Internationally renowned for her abstract woodblock prints, Kunc’s art conveys pride in her Nebraska roots, but also aims to provoke.
“I love the graphic nature of our landscape here.”
“I like the idea that our earth has been shaped by nature, by time, by weather forces and by mankind,” she said. “Of course, when we get to the mankind part, then we’re talking about issues we’re all concerned about.”
Beautiful and edgy in its contrasting shapes and forms, Kunc’s work asks viewers to question how we live in the world and our role in shaping natural forces. It touches deeply personal emotions about often intense, politicized issues.
After 30 years of working with communities worldwide, Kunc now concentrates on expanding artistic appreciation and opportunities in Nebraska, particularly in printmaking.
In 2013, she opened Constellation Studios in Lincoln to attract international print artists, support local artisans and create a collaborative atmosphere important to equipment-heavy printmaking.
She also helps coordinate the university’s Art at Cedar Point Biological Station near Ogallala in western Nebraska. The interdisciplinary program blends art and science through undergraduate field art courses, artist residencies and community outreach.
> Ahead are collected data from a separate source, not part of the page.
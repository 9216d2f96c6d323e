//! Occupancy bitmap kernel: packed chunks → three 64×64 grids of u64 columns.
//!
//! Each invocation decodes one voxel and, when solid, sets its depth bit in
//! the column of every axis with `fetch_or`.

use super::bitpack::read_packed;
use super::layout::{ChunkHeader, PushConstants, RegionHeader, CHUNK_PALETTE_COUNT};
use super::BITMAP_KERNEL;
use crate::constants::{
  bits_for_palette, chunk_voxel_index, column_index, region_chunk_index, voxel_to_column, AIR,
  CHUNK_SIZE, PALETTE_CAPACITY,
};
use crate::device::{ComputeKernel, Workgroup};

/// One workgroup per chunk, like the palette kernel.
pub struct BitmapKernel;

impl ComputeKernel for BitmapKernel {
  fn name(&self) -> &str {
    BITMAP_KERNEL
  }

  fn workgroup_size(&self) -> [u32; 3] {
    [CHUNK_SIZE; 3]
  }

  fn run(&self, wg: &mut Workgroup<'_>) {
    let pc: PushConstants = wg.push_constants();
    let memory = wg.memory();
    let region: RegionHeader = memory.read(pc.address(pc.region));

    let c = wg.id();
    let chunk_index = region_chunk_index(c.x, c.y, c.z) as u64;
    let chunk_offset = memory.load_u64(pc.address(region.chunk_table + chunk_index * 8));
    let chunk: ChunkHeader = memory.read(pc.address(chunk_offset));
    let count = memory
      .load_u32(pc.address(chunk_offset + CHUNK_PALETTE_COUNT))
      .min(PALETTE_CAPACITY);
    if count == 0 {
      return;
    }
    let width = bits_for_palette(count);

    wg.invocations(|inv, _| {
      let l = inv.local;
      let voxel = chunk_voxel_index(l.x, l.y, l.z) as u32;
      let index = read_packed(memory, pc.address(chunk.data), voxel * width, width);
      let entry = memory.load_u32(pc.address(chunk.palette + index as u64 * 4));
      if entry == 0 || entry - 1 == AIR {
        return;
      }

      let g = inv.global;
      for axis in 0..3 {
        let (u, v, depth) = voxel_to_column(axis, g.x, g.y, g.z);
        memory.fetch_or_u64(
          pc.address(region.bitmap_column(axis, column_index(u, v))),
          1u64 << depth,
        );
      }
    });
  }
}
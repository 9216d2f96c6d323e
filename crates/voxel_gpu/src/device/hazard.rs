//! Submission-time synchronization check for the host device.
//!
//! Commands on the host device run strictly in order, so a missing barrier
//! never corrupts results here. On a real queue it would. With validation
//! on, every 8-byte word of every buffer remembers the last command that
//! wrote it until a barrier whose source scope covers that write. Any later
//! command touching a pending word fails the submission.
//!
//! ```text
//!  word state      Copy/Fill/Dispatch write   Barrier(src ⊇ writer)
//!  ─────────────── ─────────────────────────► ──────────────────────►
//!   visible              pending(cmd, stage)          visible
//! ```

use std::collections::HashMap;
use std::fmt;
use std::ops::Range;

use super::dispatch::GlobalMemory;
use super::BufferHandle;
use crate::error::DeviceError;
use crate::graph::{BarrierBatch, BarrierTarget, StageFlags};

/// Tracking granularity in bytes.
pub const HAZARD_WORD: u64 = 8;

/// Words covering `[offset, offset + size)`.
pub fn word_range(offset: u64, size: u64) -> Range<u64> {
  offset / HAZARD_WORD..(offset + size).div_ceil(HAZARD_WORD)
}

#[derive(Clone, Copy, Debug, PartialEq, Eq)]
pub enum HazardKind {
  ReadAfterWrite,
  WriteAfterWrite,
}

impl fmt::Display for HazardKind {
  fn fmt(&self, f: &mut fmt::Formatter<'_>) -> fmt::Result {
    f.write_str(match self {
      Self::ReadAfterWrite => "read-after-write",
      Self::WriteAfterWrite => "write-after-write",
    })
  }
}

/// The command whose accesses are being checked.
#[derive(Clone, Copy, Debug)]
pub(crate) struct CommandAccess<'a> {
  /// 1-based position in the command buffer.
  pub index: u32,
  pub name: &'a str,
  pub stage: StageFlags,
}

#[derive(Clone, Copy, Debug, Default)]
struct PendingWrite {
  /// 0 when no write is pending.
  command: u32,
  stage: StageFlags,
}

#[derive(Default)]
pub(crate) struct HazardTracker {
  buffers: HashMap<BufferHandle, Vec<PendingWrite>>,
}

impl HazardTracker {
  fn touch(
    &mut self,
    access: &CommandAccess<'_>,
    buffer: BufferHandle,
    words: impl IntoIterator<Item = u64>,
    write: bool,
  ) -> Result<(), DeviceError> {
    let shadow = self.buffers.entry(buffer).or_default();
    for word in words {
      let word_index = word as usize;
      if let Some(slot) = shadow.get(word_index) {
        if slot.command != 0 && slot.command != access.index {
          return Err(DeviceError::Hazard {
            kind: if write {
              HazardKind::WriteAfterWrite
            } else {
              HazardKind::ReadAfterWrite
            },
            command: access.name.to_string(),
            buffer,
            offset: word * HAZARD_WORD,
          });
        }
      }
      if write {
        if shadow.len() <= word_index {
          shadow.resize(word_index + 1, PendingWrite::default());
        }
        shadow[word_index] = PendingWrite {
          command: access.index,
          stage: access.stage,
        };
      }
    }
    Ok(())
  }

  pub fn read(
    &mut self,
    access: &CommandAccess<'_>,
    buffer: BufferHandle,
    words: impl IntoIterator<Item = u64>,
  ) -> Result<(), DeviceError> {
    self.touch(access, buffer, words, false)
  }

  pub fn write(
    &mut self,
    access: &CommandAccess<'_>,
    buffer: BufferHandle,
    words: impl IntoIterator<Item = u64>,
  ) -> Result<(), DeviceError> {
    self.touch(access, buffer, words, true)
  }

  /// Check and record every word a dispatch or draw touched in `memory`.
  pub fn shader(
    &mut self,
    access: &CommandAccess<'_>,
    memory: &GlobalMemory,
  ) -> Result<(), DeviceError> {
    for touched in memory.touched() {
      self.read(access, touched.buffer, touched.read)?;
      self.write(access, touched.buffer, touched.written)?;
    }
    Ok(())
  }

  /// Make pending writes covered by `batch` visible. A barrier covers a
  /// write when its source access includes a write and its source stages
  /// include the writer's stage.
  pub fn barrier(&mut self, batch: &BarrierBatch) {
    for barrier in batch.iter() {
      let BarrierTarget::Buffer {
        buffer,
        offset,
        size,
      } = barrier.target
      else {
        continue;
      };
      if !barrier.src.access.has_write() {
        continue;
      }
      let Some(shadow) = self.buffers.get_mut(&buffer) else {
        continue;
      };
      let src = barrier.src.stage;
      let words = word_range(offset, size);
      let end = (words.end as usize).min(shadow.len());
      let start = (words.start as usize).min(end);
      for slot in &mut shadow[start..end] {
        if slot.command != 0
          && (src.contains(slot.stage) || src.contains(StageFlags::ALL_COMMANDS))
        {
          *slot = PendingWrite::default();
        }
      }
    }
  }
}
//! Graph resources: whole images or buffer ranges with tracked state.

use super::resource_state::ResourceState;
use crate::device::{BufferHandle, ImageHandle};

/// Index of a resource within one graph.
#[derive(Clone, Copy, Debug, PartialEq, Eq, Hash, PartialOrd, Ord)]
pub struct ResourceId(pub u32);

impl ResourceId {
  /// Id carried by barriers recorded outside any graph.
  pub const UNTRACKED: Self = Self(u32::MAX);
}

#[derive(Clone, Copy, Debug, PartialEq, Eq)]
pub enum ResourceKind {
  Buffer,
  Image,
}

#[derive(Clone, Copy, Debug, PartialEq, Eq)]
pub enum ResourceDesc {
  /// A byte range of a buffer. Distinct ranges of one buffer are tracked
  /// independently.
  Buffer {
    buffer: BufferHandle,
    offset: u64,
    size: u64,
  },
  /// A whole image (all mips and layers).
  Image { image: ImageHandle },
}

impl ResourceDesc {
  pub fn buffer(buffer: BufferHandle, offset: u64, size: u64) -> Self {
    Self::Buffer {
      buffer,
      offset,
      size,
    }
  }

  pub fn image(image: ImageHandle) -> Self {
    Self::Image { image }
  }

  pub fn kind(&self) -> ResourceKind {
    match self {
      Self::Buffer { .. } => ResourceKind::Buffer,
      Self::Image { .. } => ResourceKind::Image,
    }
  }
}

#[derive(Clone, Debug)]
pub struct Resource {
  pub name: String,
  pub desc: ResourceDesc,
  pub state: ResourceState,
}

impl Resource {
  pub fn is_image(&self) -> bool {
    self.desc.kind() == ResourceKind::Image
  }
}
A two-year grant from the University of Nebraska’s Rural Futures Institute helps fund the program.
Kunc is committed to connecting her creative activities with all of Nebraska.
“I think the arts in Nebraska is an untapped resource, but it needs people to support it,” she said. “There are artists everywhere who want to work in their beautiful environment and prove that art belongs there.”
Kunc has won numerous awards for her artwork and teaching, and her art has been exhibited in more than 350 galleries and public collections worldwide, including the Museum of Modern Art in New York.